Saved entries:
»»
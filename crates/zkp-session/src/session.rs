//! Proof session: one circuit, its key pair, booted once

use crate::{HandleTable, SessionError};
use ark_bls12_381::Fr;
use rand::rngs::OsRng;
use std::fs;
use std::io::Write;
use std::path::{Path, PathBuf};
use std::sync::Arc;
use std::time::Instant;
use tempfile::NamedTempFile;
use zkp_core::codec::{
    decode_proving_key, decode_verifying_key, encode_circuit, encode_proving_key,
    encode_verifying_key,
};
use zkp_core::zkp_r1cs::{Circuit, CircuitDescriptor, CIRCUIT_ID_BYTES};
use zkp_core::{
    assign, generate_setup, proof_from_json, proof_to_json, short_id, Cancellation,
    PreparedVerifyingKey, Proof, ProofEngineError, Prover, ProvingKey, PublicInputs,
    SetupRandomness, Verifier, VerifyingKey,
};

/// Table of sessions handed out across an ownership boundary
pub type SessionTable = HandleTable<ProofSession>;

/// Key pair of one circuit, ready to prove and verify
pub struct ProofSession {
    prefix: String,
    pk: Arc<ProvingKey>,
    prepared: PreparedVerifyingKey,
}

impl std::fmt::Debug for ProofSession {
    fn fmt(&self, f: &mut std::fmt::Formatter<'_>) -> std::fmt::Result {
        f.debug_struct("ProofSession")
            .field("prefix", &self.prefix)
            .field("circuit", &short_id(&self.pk.circuit_id))
            .finish()
    }
}

fn key_path(dir: &Path, prefix: &str, name: &str) -> PathBuf {
    dir.join(format!("{prefix}{name}"))
}

impl ProofSession {
    /// Wrap a key pair produced by one setup
    pub fn from_keys(prefix: &str, pk: ProvingKey, vk: VerifyingKey) -> Result<Self, SessionError> {
        if !vk.is_for_circuit(&pk.circuit_id) {
            return Err(ProofEngineError::KeyMismatch(
                "proving and verifying keys belong to different circuits".to_string(),
            )
            .into());
        }
        Ok(Self {
            prefix: prefix.to_string(),
            pk: Arc::new(pk),
            prepared: PreparedVerifyingKey::new(vk)?,
        })
    }

    /// Run setup for `circuit`
    pub fn setup(
        prefix: &str,
        circuit: CircuitDescriptor<Fr>,
        randomness: SetupRandomness,
        cancel: &Cancellation,
    ) -> Result<Self, SessionError> {
        let (pk, vk) = generate_setup(Arc::new(circuit), randomness, cancel)
            .map_err(ProofEngineError::from)?;
        Self::from_keys(prefix, pk, vk)
    }

    /// Load keys from `dir` if `<prefix>pk.bin` exists, else run setup and
    /// write them.
    ///
    /// Stored keys for a different circuit are refused with `KeyMismatch`.
    pub fn boot(
        dir: &Path,
        prefix: &str,
        circuit: CircuitDescriptor<Fr>,
        randomness: SetupRandomness,
    ) -> Result<Self, SessionError> {
        let span = tracing::info_span!("boot", prefix);
        let _guard = span.enter();

        if key_path(dir, prefix, "pk.bin").exists() {
            let session = Self::read_keys(dir, prefix)?;
            if session.circuit_id() != circuit.circuit_id() {
                return Err(ProofEngineError::KeyMismatch(format!(
                    "stored keys are for circuit {}, expected {}",
                    short_id(&session.circuit_id()),
                    short_id(&circuit.circuit_id())
                ))
                .into());
            }
            return Ok(session);
        }

        tracing::info!("no stored keys, running setup");
        let session = Self::setup(prefix, circuit, randomness, &Cancellation::new())?;
        session.write_keys(dir)?;
        Ok(session)
    }

    /// Write `<prefix>vk.bin`, `<prefix>ccs.bin` and `<prefix>pk.bin`.
    ///
    /// Each file is replaced atomically and `pk.bin` goes last, so an
    /// interrupted write leaves no proving key and the next boot reruns setup.
    pub fn write_keys(&self, dir: &Path) -> Result<(), SessionError> {
        fs::create_dir_all(dir).map_err(|e| SessionError::io(dir, e))?;

        let vk_bytes = encode_verifying_key(self.verifying_key())?;
        timed_write(&key_path(dir, &self.prefix, "vk.bin"), &vk_bytes, "verifying key")?;

        let ccs_bytes = encode_circuit(&self.pk.circuit);
        timed_write(&key_path(dir, &self.prefix, "ccs.bin"), &ccs_bytes, "circuit")?;

        let pk_bytes = encode_proving_key(&self.pk)?;
        timed_write(&key_path(dir, &self.prefix, "pk.bin"), &pk_bytes, "proving key")?;
        Ok(())
    }

    /// Read `<prefix>vk.bin` and `<prefix>pk.bin`
    pub fn read_keys(dir: &Path, prefix: &str) -> Result<Self, SessionError> {
        let vk_bytes = timed_read(&key_path(dir, prefix, "vk.bin"), "verifying key")?;
        let vk = decode_verifying_key(&vk_bytes)?;
        let pk_bytes = timed_read(&key_path(dir, prefix, "pk.bin"), "proving key")?;
        let pk = decode_proving_key(&pk_bytes)?;
        Self::from_keys(prefix, pk, vk)
    }

    /// File prefix of this session
    pub fn prefix(&self) -> &str {
        &self.prefix
    }

    /// Circuit id of the key pair
    pub fn circuit_id(&self) -> [u8; CIRCUIT_ID_BYTES] {
        self.pk.circuit_id
    }

    /// Circuit the keys were generated for
    pub fn circuit(&self) -> &CircuitDescriptor<Fr> {
        &self.pk.circuit
    }

    /// Shared proving key
    pub fn proving_key(&self) -> &Arc<ProvingKey> {
        &self.pk
    }

    /// Verifying key
    pub fn verifying_key(&self) -> &VerifyingKey {
        &self.prepared.vk
    }

    /// Assign `circuit` and prove it with OS randomness
    pub fn prove<C: Circuit<Fr> + ?Sized>(&self, circuit: &C) -> Result<(Proof, PublicInputs), ProofEngineError> {
        let (witness, public_inputs) = assign(&self.pk.circuit, circuit)?;
        let proof = Prover::prove(&self.pk, &witness, &public_inputs, &mut OsRng)?;
        Ok((proof, public_inputs))
    }

    /// [`ProofSession::prove`] rendered as JSON
    pub fn prove_json<C: Circuit<Fr> + ?Sized>(&self, circuit: &C) -> Result<String, ProofEngineError> {
        let (proof, public_inputs) = self.prove(circuit)?;
        proof_to_json(&proof, &public_inputs, &self.pk.circuit_id)
    }

    /// Verify a proof against this session's verifying key
    pub fn verify(&self, proof: &Proof, public_inputs: &PublicInputs) -> Result<bool, ProofEngineError> {
        Verifier::verify_prepared(&self.prepared, proof, public_inputs)
    }

    /// Verify a JSON proof; proofs for another circuit are `MalformedProof`
    pub fn verify_json(&self, json: &str) -> Result<bool, ProofEngineError> {
        let (proof, public_inputs, circuit_id) = proof_from_json(json)?;
        if !self.prepared.vk.is_for_circuit(&circuit_id) {
            return Err(ProofEngineError::MalformedProof(format!(
                "proof is for circuit {}, key is for {}",
                short_id(&circuit_id),
                short_id(&self.pk.circuit_id)
            )));
        }
        self.verify(&proof, &public_inputs)
    }
}

fn timed_write(path: &Path, bytes: &[u8], what: &'static str) -> Result<(), SessionError> {
    let started = Instant::now();
    write_atomic(path, bytes)?;
    tracing::info!(
        path = %path.display(),
        bytes = bytes.len(),
        elapsed_ms = started.elapsed().as_millis() as u64,
        "exported {what}"
    );
    Ok(())
}

/// Write to a temporary file next to `path`, sync, then rename over it
fn write_atomic(path: &Path, bytes: &[u8]) -> Result<(), SessionError> {
    let dir = path
        .parent()
        .filter(|parent| !parent.as_os_str().is_empty())
        .unwrap_or_else(|| Path::new("."));
    let mut file = NamedTempFile::new_in(dir).map_err(|e| SessionError::io(dir, e))?;
    file.write_all(bytes).map_err(|e| SessionError::io(file.path(), e))?;
    file.as_file()
        .sync_all()
        .map_err(|e| SessionError::io(file.path(), e))?;
    file.persist(path).map_err(|e| SessionError::io(path, e.error))?;
    Ok(())
}

fn timed_read(path: &Path, what: &'static str) -> Result<Vec<u8>, SessionError> {
    let started = Instant::now();
    let bytes = fs::read(path).map_err(|e| SessionError::io(path, e))?;
    tracing::info!(
        path = %path.display(),
        bytes = bytes.len(),
        elapsed_ms = started.elapsed().as_millis() as u64,
        "imported {what}"
    );
    Ok(bytes)
}

#[cfg(test)]
mod tests {
    use super::*;
    use zkp_core::zkp_r1cs::circuits::{MultiplyCircuit, PreimageCircuit};

    fn multiply() -> CircuitDescriptor<Fr> {
        CircuitDescriptor::compile(&MultiplyCircuit::<Fr>::shape()).unwrap()
    }

    #[test]
    fn test_boot_writes_then_reads() {
        let dir = tempfile::tempdir().unwrap();
        let first = ProofSession::boot(
            dir.path(),
            "base_",
            multiply(),
            SetupRandomness::UntrustedSeed([1u8; 32]),
        )
        .unwrap();
        for name in ["base_pk.bin", "base_vk.bin", "base_ccs.bin"] {
            assert!(dir.path().join(name).exists(), "{name} missing");
        }

        // A different seed would produce different keys, so equality shows they were read
        let second = ProofSession::boot(
            dir.path(),
            "base_",
            multiply(),
            SetupRandomness::UntrustedSeed([2u8; 32]),
        )
        .unwrap();
        assert_eq!(second.verifying_key(), first.verifying_key());

        let (proof, public) = first
            .prove(&MultiplyCircuit::new(Fr::from(4u64), Fr::from(5u64)))
            .unwrap();
        assert!(second.verify(&proof, &public).unwrap());
    }

    #[test]
    fn test_write_keys_leaves_no_temporary_files() {
        let dir = tempfile::tempdir().unwrap();
        let session =
            ProofSession::setup("w_", multiply(), SetupRandomness::UntrustedSeed([9u8; 32]), &Cancellation::new())
                .unwrap();
        session.write_keys(dir.path()).unwrap();
        // Rewriting replaces the files in place
        session.write_keys(dir.path()).unwrap();

        let mut names: Vec<String> = fs::read_dir(dir.path())
            .unwrap()
            .map(|entry| entry.unwrap().file_name().to_string_lossy().into_owned())
            .collect();
        names.sort();
        assert_eq!(names, vec!["w_ccs.bin", "w_pk.bin", "w_vk.bin"]);

        let reread = ProofSession::read_keys(dir.path(), "w_").unwrap();
        assert_eq!(reread.verifying_key(), session.verifying_key());
    }

    #[test]
    fn test_interrupted_write_reruns_setup() {
        let dir = tempfile::tempdir().unwrap();
        let first =
            ProofSession::boot(dir.path(), "i_", multiply(), SetupRandomness::UntrustedSeed([10u8; 32])).unwrap();

        // A crash before the proving key lands leaves a stray temp file and no pk.bin
        fs::remove_file(dir.path().join("i_pk.bin")).unwrap();
        fs::write(dir.path().join(".tmpPartial"), b"ZKPE").unwrap();

        let second =
            ProofSession::boot(dir.path(), "i_", multiply(), SetupRandomness::UntrustedSeed([11u8; 32])).unwrap();
        assert_ne!(second.verifying_key(), first.verifying_key());
        let reread = ProofSession::read_keys(dir.path(), "i_").unwrap();
        assert_eq!(reread.verifying_key(), second.verifying_key());
    }

    #[test]
    fn test_boot_refuses_keys_for_other_circuit() {
        let dir = tempfile::tempdir().unwrap();
        ProofSession::boot(dir.path(), "x_", multiply(), SetupRandomness::UntrustedSeed([3u8; 32])).unwrap();

        let other = CircuitDescriptor::<Fr>::compile(&PreimageCircuit::shape(4)).unwrap();
        let err = ProofSession::boot(dir.path(), "x_", other, SetupRandomness::System).unwrap_err();
        assert!(matches!(err, SessionError::Engine(ProofEngineError::KeyMismatch(_))));
    }

    #[test]
    fn test_corrupt_key_file() {
        let dir = tempfile::tempdir().unwrap();
        ProofSession::boot(dir.path(), "c_", multiply(), SetupRandomness::UntrustedSeed([4u8; 32])).unwrap();
        let path = dir.path().join("c_vk.bin");
        let mut bytes = fs::read(&path).unwrap();
        bytes.truncate(bytes.len() - 1);
        fs::write(&path, bytes).unwrap();

        let err = ProofSession::read_keys(dir.path(), "c_").unwrap_err();
        assert!(matches!(err, SessionError::Engine(ProofEngineError::MalformedKey(_))));
    }

    #[test]
    fn test_json_proofs_are_bound_to_session() {
        let a = ProofSession::setup("a_", multiply(), SetupRandomness::UntrustedSeed([5u8; 32]), &Cancellation::new()).unwrap();
        let b = ProofSession::setup(
            "b_",
            CircuitDescriptor::<Fr>::compile(&PreimageCircuit::shape(4)).unwrap(),
            SetupRandomness::UntrustedSeed([6u8; 32]),
            &Cancellation::new(),
        )
        .unwrap();

        let json = a
            .prove_json(&MultiplyCircuit::new(Fr::from(3u64), Fr::from(3u64)))
            .unwrap();
        assert!(a.verify_json(&json).unwrap());
        assert!(matches!(b.verify_json(&json), Err(ProofEngineError::MalformedProof(_))));
    }

    #[test]
    fn test_mismatched_key_pair() {
        let a = ProofSession::setup("a_", multiply(), SetupRandomness::UntrustedSeed([7u8; 32]), &Cancellation::new()).unwrap();
        let b = ProofSession::setup(
            "b_",
            CircuitDescriptor::<Fr>::compile(&PreimageCircuit::shape(4)).unwrap(),
            SetupRandomness::UntrustedSeed([8u8; 32]),
            &Cancellation::new(),
        )
        .unwrap();
        let err = ProofSession::from_keys("m_", (**a.proving_key()).clone(), b.verifying_key().clone()).unwrap_err();
        assert!(matches!(err, SessionError::Engine(ProofEngineError::KeyMismatch(_))));
    }
}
««
Within the data above, the span starting at the line containing "pub fn proving_key(&self)" and ending at the line containing "Verify a JSON" is to be retyped exactly, with no other lines.

#### Exercise answer
    pub fn proving_key(&self) -> &Arc<ProvingKey> {
        &self.pk
    }

    /// Verifying key
    pub fn verifying_key(&self) -> &VerifyingKey {
        &self.prepared.vk
    }

    /// Assign `circuit` and prove it with OS randomness
    pub fn prove<C: Circuit<Fr> + ?Sized>(&self, circuit: &C) -> Result<(Proof, PublicInputs), ProofEngineError> {
        let (witness, public_inputs) = assign(&self.pk.circuit, circuit)?;
        let proof = Prover::prove(&self.pk, &witness, &public_inputs, &mut OsRng)?;
        Ok((proof, public_inputs))
    }

    /// [`ProofSession::prove`] rendered as JSON
    pub fn prove_json<C: Circuit<Fr> + ?Sized>(&self, circuit: &C) -> Result<String, ProofEngineError> {
        let (proof, public_inputs) = self.prove(circuit)?;
        proof_to_json(&proof, &public_inputs, &self.pk.circuit_id)
    }

    /// Verify a proof against this session's verifying key
    pub fn verify(&self, proof: &Proof, public_inputs: &PublicInputs) -> Result<bool, ProofEngineError> {
        Verifier::verify_prepared(&self.prepared, proof, public_inputs)
    }

    /// Verify a JSON proof; proofs for another circuit are `MalformedProof`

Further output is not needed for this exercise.